Au détour des rues de Lannion, ville-carrefour du Trégor breton, cette croix de chemin du XVIIIe siècle se dresse comme un repère de pierre ancré dans le paysage urbain et rural. Loin d'être un simple marqueur dévotionnel, elle incarne toute la richesse de l'art religieux populaire breton, celui qui s'exprime non dans les grandes cathédrales, mais dans les recoins de chemins, aux croisées des routes, là où le voyageur cherchait jadis protection divine avant de poursuivre sa route. La croix se distingue par la qualité de son travail en granit, matériau roi de la Bretagne intérieure et côtière, extrait des carrières locales des Côtes-d'Armor. Sa silhouette élancée, caractéristique des croix trégoriennes du siècle des Lumières, allie robustesse et finesse sculptée, avec des motifs christiques et végétaux traités avec un soin qui trahit la main d'un atelier maçonnel expérimenté, probablement actif dans la région de Lannion ou de Tréguier. Visiter cette croix, c'est s'immerger dans l'intimité de la foi populaire bretonne, une dévotion collective tissée sur des siècles, bien loin des fastes royaux. Les croix de chemin structuraient autrefois le paysage comme autant de balises spirituelles, délimitant paroisses, propriétés et itinéraires de processions. Celle-ci, inscrite aux Monuments Historiques dès 1927, bénéficie d'une reconnaissance patrimoniale précoce qui souligne son intérêt exceptionnel parmi la multitude de croix bretonnes. Le cadre lannionnais lui confère un charme supplémentaire : la ville, traversée par le Léguer et dominée par ses maisons à pans de bois médiévales, offre un écrin architectural cohérent. La croix s'y intègre naturellement, comme un fragment vivant d'une mémoire collective qui refuse de s'effacer malgré les siècles.

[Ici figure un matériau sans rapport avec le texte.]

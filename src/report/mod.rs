//! @ai:module:intent Report generation for analysis outcomes
//! @ai:module:layer infrastructure
//! @ai:module:public_api ReportGenerator, TextReporter, JsonReporter

pub mod json_report;
pub mod text_report;

pub use json_report::{JsonReport, JsonReporter, JsonReporterTrait};
pub use text_report::{TextReporter, TextReporterTrait, UNKNOWN_BASELINE};

use crate::config::PathConfig;
use crate::error::Result;
use crate::pipeline::AnalysisOutcome;

/// @ai:intent Combined report generator
pub struct ReportGenerator {
    text: TextReporter,
    json: JsonReporter,
}

impl ReportGenerator {
    /// @ai:intent Create a new report generator
    /// @ai:effects pure
    pub fn new() -> Self {
        Self {
            text: TextReporter::new(),
            json: JsonReporter::new(),
        }
    }

    /// @ai:intent Write the text report and, if configured, the JSON report
    /// @ai:effects fs:write
    pub fn generate_all(&self, outcome: &AnalysisOutcome, paths: &PathConfig) -> Result<()> {
        self.text.generate(&outcome.comparisons, &paths.report_file)?;
        tracing::info!("Comparison report written to {}", paths.report_file.display());

        if let Some(json_path) = &paths.json_report {
            self.json.generate(outcome, json_path)?;
            tracing::info!("JSON report written to {}", json_path.display());
        }

        Ok(())
    }
}

impl Default for ReportGenerator {
    fn default() -> Self {
        Self::new()
    }
}
//! @ai:module:intent fio result documents and their loading
//! @ai:module:layer domain
//! @ai:module:public_api ResultDocument, JobRecord, ResultLoader

pub mod loader;
pub mod record;

pub use loader::{ResultLoader, ResultLoaderTrait};
pub use record::{IoSection, JobRecord, LatencyStats, ResultDocument};
//! @ai:module:intent Wire aggregation, statistics and comparison into one pass
//! @ai:module:layer application
//! @ai:module:public_api Analyzer, AnalysisOutcome

use crate::compare::{BaselineComparator, BaselineComparatorTrait, BaselineProfile, ComparisonResult};
use crate::config::AnalysisConfig;
use crate::error::Result;
use crate::metrics::{compute_all, Aggregator, AggregatorTrait, AnalysisRun, MetricName, Statistic};

/// @ai:intent Everything one analysis pass produced
#[derive(Debug, Clone, PartialEq)]
pub struct AnalysisOutcome {
    pub run: AnalysisRun,
    pub statistics: Vec<(MetricName, Statistic)>,
    pub comparisons: Vec<ComparisonResult>,
    pub stddev_threshold: f64,
}

impl AnalysisOutcome {
    pub fn flagged(&self) -> impl Iterator<Item = &ComparisonResult> + '_ {
        self.comparisons.iter().filter(|c| c.flagged)
    }
}

/// @ai:intent Runs the aggregate -> statistics -> compare pipeline
pub struct Analyzer<A: AggregatorTrait, C: BaselineComparatorTrait> {
    aggregator: A,
    comparator: C,
    baseline: BaselineProfile,
    stddev_threshold: f64,
}

impl Analyzer<Aggregator, BaselineComparator> {
    /// @ai:intent Build the standard pipeline from configuration
    /// @ai:pre config has passed validate()
    /// @ai:effects pure
    pub fn from_config(config: &AnalysisConfig) -> Self {
        let threshold = config.analysis.stddev_threshold;
        Self {
            aggregator: Aggregator::new(config.discovery.clone(), &config.analysis.metrics),
            comparator: BaselineComparator::new(threshold),
            baseline: config.baseline.clone(),
            stddev_threshold: threshold,
        }
    }
}

impl<A: AggregatorTrait, C: BaselineComparatorTrait> Analyzer<A, C> {
    pub fn new(aggregator: A, comparator: C, baseline: BaselineProfile, stddev_threshold: f64) -> Self {
        Self {
            aggregator,
            comparator,
            baseline,
            stddev_threshold,
        }
    }

    /// @ai:intent Analyze every result file under a directory
    /// @ai:effects fs:read
    pub fn analyze(&self, results_dir: &std::path::Path) -> Result<AnalysisOutcome> {
        let run = self.aggregator.aggregate(results_dir)?;
        let statistics = compute_all(&run.metrics);
        let comparisons = self.comparator.compare(&statistics, &self.baseline);

        tracing::info!(
            "Analyzed {} jobs from {}/{} files, {} metrics flagged",
            run.jobs_processed,
            run.files_loaded,
            run.files_discovered,
            comparisons.iter().filter(|c| c.flagged).count()
        );

        Ok(AnalysisOutcome {
            run,
            statistics,
            comparisons,
            stddev_threshold: self.stddev_threshold,
        })
    }
}
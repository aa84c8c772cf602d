//! @ai:module:intent Compare computed statistics against a static baseline
//! @ai:module:layer domain
//! @ai:module:public_api BaselineProfile, BaselineValue, ComparisonResult, BaselineComparator
//! @ai:module:stateless true

use crate::metrics::{MetricName, Statistic};
use serde::{Deserialize, Serialize};
use std::collections::BTreeMap;

/// @ai:intent Expected reference value, keeping the integer/float spelling it was configured with
#[derive(Debug, Clone, Copy, PartialEq, Serialize, Deserialize)]
#[serde(untagged)]
pub enum BaselineValue {
    Integer(i64),
    Float(f64),
}

impl BaselineValue {
    pub fn as_f64(&self) -> f64 {
        match self {
            BaselineValue::Integer(v) => *v as f64,
            BaselineValue::Float(v) => *v,
        }
    }
}

impl std::fmt::Display for BaselineValue {
    fn fmt(&self, f: &mut std::fmt::Formatter<'_>) -> std::fmt::Result {
        match self {
            BaselineValue::Integer(v) => write!(f, "{}", v),
            BaselineValue::Float(v) if !v.is_finite() => write!(f, "{}", v),
            BaselineValue::Float(v) if uses_exponent(*v) => write!(f, "{}", exponent_form(*v)),
            BaselineValue::Float(v) if v.fract() == 0.0 => write!(f, "{:.1}", v),
            BaselineValue::Float(v) => write!(f, "{}", v),
        }
    }
}

/// Floats outside [1e-4, 1e16) are written in exponent form.
fn uses_exponent(v: f64) -> bool {
    let magnitude = v.abs();
    magnitude != 0.0 && !(1e-4..1e16).contains(&magnitude)
}

/// Shortest mantissa with a signed, two-digit-minimum exponent: `1e-07`, `1.5e+20`.
fn exponent_form(v: f64) -> String {
    let formatted = format!("{:e}", v);
    let (mantissa, exponent) = formatted.split_once('e').unwrap_or((formatted.as_str(), "0"));
    let (sign, digits) = match exponent.strip_prefix('-') {
        Some(digits) => ('-', digits),
        None => ('+', exponent),
    };
    format!("{}e{}{:0>2}", mantissa, sign, digits)
}

impl From<i64> for BaselineValue {
    fn from(v: i64) -> Self {
        BaselineValue::Integer(v)
    }
}

impl From<f64> for BaselineValue {
    fn from(v: f64) -> Self {
        BaselineValue::Float(v)
    }
}

/// @ai:intent Metric name to expected reference average
/// @ai:effects pure
#[derive(Debug, Clone, Default, PartialEq, Serialize, Deserialize)]
#[serde(transparent)]
pub struct BaselineProfile {
    values: BTreeMap<String, BaselineValue>,
}

impl BaselineProfile {
    pub fn new() -> Self {
        Self::default()
    }

    /// @ai:intent Set the expected value for a metric
    /// @ai:effects mutates self
    pub fn insert(&mut self, name: MetricName, value: impl Into<BaselineValue>) {
        self.values.insert(name.as_str().to_string(), value.into());
    }

    pub fn get(&self, name: MetricName) -> Option<BaselineValue> {
        self.values.get(name.as_str()).copied()
    }

    pub fn len(&self) -> usize {
        self.values.len()
    }

    pub fn is_empty(&self) -> bool {
        self.values.is_empty()
    }

    /// @ai:intent Keys that do not name a recognized metric
    /// @ai:effects pure
    pub fn unrecognized_keys(&self) -> Vec<&str> {
        self.values
            .keys()
            .filter(|key| key.parse::<MetricName>().is_err())
            .map(String::as_str)
            .collect()
    }

    /// @ai:intent Reference profile used when no baseline is configured
    /// @ai:effects pure
    pub fn reference() -> Self {
        let mut profile = Self::new();
        profile.insert(MetricName::ReadBw, 20_020_544_i64);
        profile.insert(MetricName::ReadIops, 5_005_136.04);
        profile.insert(MetricName::ReadLatencyMean, 37.0);
        profile.insert(MetricName::ReadLatencyStddev, 43.0);
        profile.insert(MetricName::WriteBw, 0_i64);
        profile.insert(MetricName::WriteIops, 0_i64);
        profile.insert(MetricName::WriteLatencyMean, 0_i64);
        profile.insert(MetricName::WriteLatencyStddev, 0_i64);
        profile
    }
}

/// @ai:intent Verdict for one metric of a run
#[derive(Debug, Clone, Copy, PartialEq, Serialize, Deserialize)]
pub struct ComparisonResult {
    pub metric: MetricName,
    pub test_avg: f64,
    pub test_stddev: f64,
    /// `None` when the metric has no baseline entry; distinct from a zero baseline.
    pub baseline: Option<BaselineValue>,
    pub flagged: bool,
}

/// @ai:intent Trait for baseline comparison
pub trait BaselineComparatorTrait: Send + Sync {
    /// @ai:intent Produce one verdict per metric, preserving input order
    fn compare(
        &self,
        stats: &[(MetricName, Statistic)],
        baseline: &BaselineProfile,
    ) -> Vec<ComparisonResult>;
}

/// @ai:intent Flags metrics whose observed stddev reaches the threshold
pub struct BaselineComparator {
    stddev_threshold: f64,
}

impl BaselineComparator {
    /// @ai:intent Create a comparator with an inclusive stddev threshold
    /// @ai:effects pure
    pub fn new(stddev_threshold: f64) -> Self {
        Self { stddev_threshold }
    }

    pub fn stddev_threshold(&self) -> f64 {
        self.stddev_threshold
    }

    /// @ai:intent Verdict for a single metric
    /// @ai:effects pure
    pub fn compare_one(
        &self,
        metric: MetricName,
        stat: &Statistic,
        baseline: &BaselineProfile,
    ) -> ComparisonResult {
        ComparisonResult {
            metric,
            test_avg: stat.mean,
            test_stddev: stat.stddev,
            baseline: baseline.get(metric),
            flagged: stat.stddev >= self.stddev_threshold,
        }
    }
}

impl BaselineComparatorTrait for BaselineComparator {
    fn compare(
        &self,
        stats: &[(MetricName, Statistic)],
        baseline: &BaselineProfile,
    ) -> Vec<ComparisonResult> {
        stats
            .iter()
            .map(|(metric, stat)| self.compare_one(*metric, stat, baseline))
            .collect()
    }
}

#[cfg(test)]
mod tests {
    use super::*;
    use pretty_assertions::assert_eq;

    fn stat(mean: f64, stddev: f64) -> Statistic {
        Statistic { mean, stddev }
    }

    #[test]
    fn test_threshold_is_inclusive() {
        let comparator = BaselineComparator::new(50.0);
        let profile = BaselineProfile::new();

        let below = comparator.compare_one(MetricName::ReadBw, &stat(1.0, 49.999), &profile);
        let at = comparator.compare_one(MetricName::ReadBw, &stat(1.0, 50.0), &profile);
        assert!(!below.flagged);
        assert!(at.flagged);
    }

    #[test]
    fn test_flag_ignores_baseline_average() {
        let comparator = BaselineComparator::new(50.0);
        let mut profile = BaselineProfile::new();
        profile.insert(MetricName::ReadIops, 10_i64);

        let result = comparator.compare_one(MetricName::ReadIops, &stat(999_999.0, 1.0), &profile);
        assert!(!result.flagged);
    }

    #[test]
    fn test_unknown_baseline_differs_from_zero() {
        let comparator = BaselineComparator::new(50.0);
        let mut profile = BaselineProfile::new();
        profile.insert(MetricName::WriteBw, 0_i64);

        let results = comparator.compare(
            &[
                (MetricName::WriteBw, stat(0.0, 0.0)),
                (MetricName::ReadClatMean, stat(0.0, 0.0)),
            ],
            &profile,
        );

        assert_eq!(results[0].baseline, Some(BaselineValue::Integer(0)));
        assert_eq!(results[1].baseline, None);
    }

    #[test]
    fn test_compare_preserves_order() {
        let comparator = BaselineComparator::new(1.0);
        let results = comparator.compare(
            &[
                (MetricName::WriteIops, stat(1.0, 0.0)),
                (MetricName::ReadBw, stat(2.0, 3.0)),
            ],
            &BaselineProfile::reference(),
        );

        let names: Vec<_> = results.iter().map(|r| r.metric).collect();
        assert_eq!(names, vec![MetricName::WriteIops, MetricName::ReadBw]);
        assert!(results[1].flagged);
    }

    #[test]
    fn test_baseline_value_renders_verbatim() {
        assert_eq!(BaselineValue::Integer(2000).to_string(), "2000");
        assert_eq!(BaselineValue::Float(37.0).to_string(), "37.0");
        assert_eq!(BaselineValue::Float(5_005_136.04).to_string(), "5005136.04");
        assert_eq!(BaselineValue::Float(0.0).to_string(), "0.0");
        assert_eq!(BaselineValue::Float(0.0001).to_string(), "0.0001");
    }

    #[test]
    fn test_baseline_value_uses_exponent_outside_plain_range() {
        assert_eq!(BaselineValue::Float(1e-7).to_string(), "1e-07");
        assert_eq!(BaselineValue::Float(1e20).to_string(), "1e+20");
        assert_eq!(BaselineValue::Float(-1.5e20).to_string(), "-1.5e+20");
        assert_eq!(BaselineValue::Float(2.5e-123).to_string(), "2.5e-123");
        assert_eq!(BaselineValue::Float(1e16).to_string(), "1e+16");
        assert_eq!(BaselineValue::Float(9_999_999_999_999_998.0).to_string(), "9999999999999998.0");
    }

    #[test]
    fn test_unrecognized_baseline_keys() {
        let profile: BaselineProfile =
            toml::from_str("read_bw = 1\nread_speed = 2.5\n").unwrap();
        assert_eq!(profile.unrecognized_keys(), vec!["read_speed"]);
        assert_eq!(profile.get(MetricName::ReadBw), Some(BaselineValue::Integer(1)));
    }
}
//! @ai:module:intent storbench library: fio result aggregation and baseline comparison
//! @ai:module:layer application
//! @ai:module:public_api config, error, results, metrics, compare, pipeline, report

pub mod compare;
pub mod config;
pub mod error;
pub mod metrics;
pub mod pipeline;
pub mod report;
pub mod results;

pub use compare::{BaselineComparator, BaselineProfile, BaselineValue, ComparisonResult};
pub use config::AnalysisConfig;
pub use error::{Error, ErrorKind, Result};
pub use metrics::{AggregatedMetrics, Aggregator, AnalysisRun, MetricName, MetricSet, Statistic};
pub use pipeline::{AnalysisOutcome, Analyzer};
pub use report::ReportGenerator;
pub use results::{ResultDocument, ResultLoader};
//! @ai:module:intent Define error types for the storbench analysis pipeline
//! @ai:module:layer domain
//! @ai:module:public_api Error, ErrorKind, Result
//! @ai:module:stateless true

use serde::{Deserialize, Serialize};
use std::path::PathBuf;
use thiserror::Error;

/// @ai:intent Unified error type for all pipeline operations
#[derive(Error, Debug)]
pub enum Error {
    #[error("Path not found or unreadable {path}: {source}")]
    NotFound {
        path: PathBuf,
        #[source]
        source: std::io::Error,
    },

    #[error("Malformed result file {path}: {message}")]
    MalformedInput { path: PathBuf, message: String },

    #[error("Invalid job record: {0}")]
    InvalidRecord(String),

    #[error("Failed to write report {path}: {source}")]
    ReportWrite {
        path: PathBuf,
        #[source]
        source: std::io::Error,
    },

    #[error("Invalid configuration: {0}")]
    Config(String),
}

impl Error {
    /// @ai:intent Project an error onto its taxonomy kind
    /// @ai:effects pure
    pub fn kind(&self) -> ErrorKind {
        match self {
            Error::NotFound { .. } => ErrorKind::NotFound,
            Error::MalformedInput { .. } => ErrorKind::MalformedInput,
            Error::InvalidRecord(_) => ErrorKind::InvalidRecord,
            Error::ReportWrite { .. } => ErrorKind::ReportWrite,
            Error::Config(_) => ErrorKind::Config,
        }
    }
}

/// @ai:intent Error category recorded for skipped files and jobs
#[derive(Debug, Clone, Copy, PartialEq, Eq, Hash, Serialize, Deserialize)]
#[serde(rename_all = "snake_case")]
pub enum ErrorKind {
    NotFound,
    MalformedInput,
    InvalidRecord,
    ReportWrite,
    Config,
}

impl ErrorKind {
    pub fn as_str(&self) -> &'static str {
        match self {
            ErrorKind::NotFound => "not_found",
            ErrorKind::MalformedInput => "malformed_input",
            ErrorKind::InvalidRecord => "invalid_record",
            ErrorKind::ReportWrite => "report_write",
            ErrorKind::Config => "config",
        }
    }
}

impl std::fmt::Display for ErrorKind {
    fn fmt(&self, f: &mut std::fmt::Formatter<'_>) -> std::fmt::Result {
        write!(f, "{}", self.as_str())
    }
}

pub type Result<T> = std::result::Result<T, Error>;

La croix appartient à la grande famille des croix trégoriennes du XVIIIe siècle, caractérisées par l'emploi quasi exclusif du granit local, dont la teinte grise argentée prend des reflets dorés sous le soleil breton. Elle se compose d'un fût monolithique ou appareillé posé sur un socle à degrés — dispositif typique permettant de surélever la croix et de faciliter les dévotions — surmonté d'un croisillon aux extrémités taillées en crossettes ou ornées de fleurons schématisés. La face principale du croisillon présente un Christ en croix sculpté en faible relief, selon la tradition bretonne qui privilégie la sobriété expressive sur le réalisme anatomique. Le revers peut arborer une représentation mariale ou un Ecce Homo, usage courant dans le Trégor pour doubler la fonction méditative de l'œuvre. Les arêtes du fût sont souvent chanfreinées et ornées de moulures simples, témoins d'un savoir-faire artisanal solide hérité de la tradition des maçons-sculpteurs qui œuvraient de Tréguier à Morlaix. Les dimensions, conformes aux standards régionaux, permettent à la croix de se signaler dans le paysage sans rivaliser avec les grands calvaires monumentaux comme celui de Plougastel-Daoulas. C'est précisément dans cette juste mesure que réside son élégance : une présence affirmée, une exécution soignée, et une intégration harmonieuse dans le tissu urbain et naturel du Trégor lannionnais.